Texte intégral
RTL - 17 décembre 1996
O. Mazerolle : Bonjour, monsieur Barrot.
J. Barrot : Bonjour.
O. Mazerolle : Alors la note de l’INSEE vous met en colère, vous n’aimez pas qu’on vous annonce une reprise de la croissance et en même temps peu d’effet sur l’emploi ?
J. Barrot : Je suis en colère parce qu’on mélange ce qui est de l’ordre du certain et ce qui est de l’ordre du purement prévisionnel. Je prends un exemple, ce dont nous sommes sûrs en France, c’est les chiffres de l’emploi salarié. Ce que nous savons c’est qu’en 92 pour un taux de croissance qui tournait autour de 1 %, eh bien, on a perdu 230 000 emplois. Pour 1996, avec les mêmes chiffres, c’est-à-dire un taux de croissance qui approche de 1 % actuellement, parce qu’on n’a pas tout à fait les résultats de toute l’année 96, on a perdu seulement 18 000 emplois à ce jour. Alors on peut faire des amalgames tant qu’on veut, en allant chercher tous les emplois supposés, ce que je veux dire, c’est que nous avons par rapport à 92 une croissance qui est plus riche en emplois, avec un peu plus de 1 %, on perd peu d’emplois alors qu’autrefois on en aurait perdu beaucoup plus.

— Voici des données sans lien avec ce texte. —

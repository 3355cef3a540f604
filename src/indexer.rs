//! Workspace discovery of translation catalogs.
pub mod types;
pub mod workspace;

pub use types::IndexerError;
pub use workspace::{
    CatalogIndexer,
    default_num_threads,
    localizer_for,
};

O. Mazerolle : Mais c’est tout de même en 97, c’est comme le dit l’INSEE, il va y avoir une croissance avec un effet sur l’emploi, mais beaucoup plus tardif, est-ce que cela ne va pas donner raison aux socialistes, qui, eux, pensent qu’il faut relancer tout cela grâce à une plus grande intervention de l’État, sans augmentation de l’impôt ?
J. Barrot : Je suis formel, si en 97 nous avons une croissance autour de 2,5 % nous créerons plus d’emplois.
O. Mazerolle : Tout de suite ?
J. Barrot : Au cours de l’année, nous créerons plus d’emplois. Il y aura peut-être un effet, il y a toujours un petit effet retard, mais ce qui compte, c’est qu’en 97 il y aura une création d’un plus grand nombre d’emplois. Alors, il ne faut pas confondre, c’est un peu difficile je le reconnais, il ne faut pas confondre la création d’emplois et puis les chiffres du chômage. Parce que lorsque cela va mieux, nous savons qu’il y a des gens qui n’étaient pas inscrits à l’Agence pour l’emploi, qui est maintenant aux Assedic, qui y vont, parce qu’ils espèrent cette fois-ci trouver un emploi. Donc il faut faire attention, ce qui compte surtout dans nos économies, c’est la création d’emplois.
O. Mazerolle : Tout de même monsieur le ministre, si on a un plus de croissance et puis pas d’effet sur l’emploi immédiatement, comment allez-vous expliquer aux gens, aux Français, que la croissance est là, et qu’il y a de la richesse, que le commerce extérieur est florissant, et que cela ne crée pas d’emploi immédiatement ? Les socialistes, eux, ne vont pas se priver de vous critiquer.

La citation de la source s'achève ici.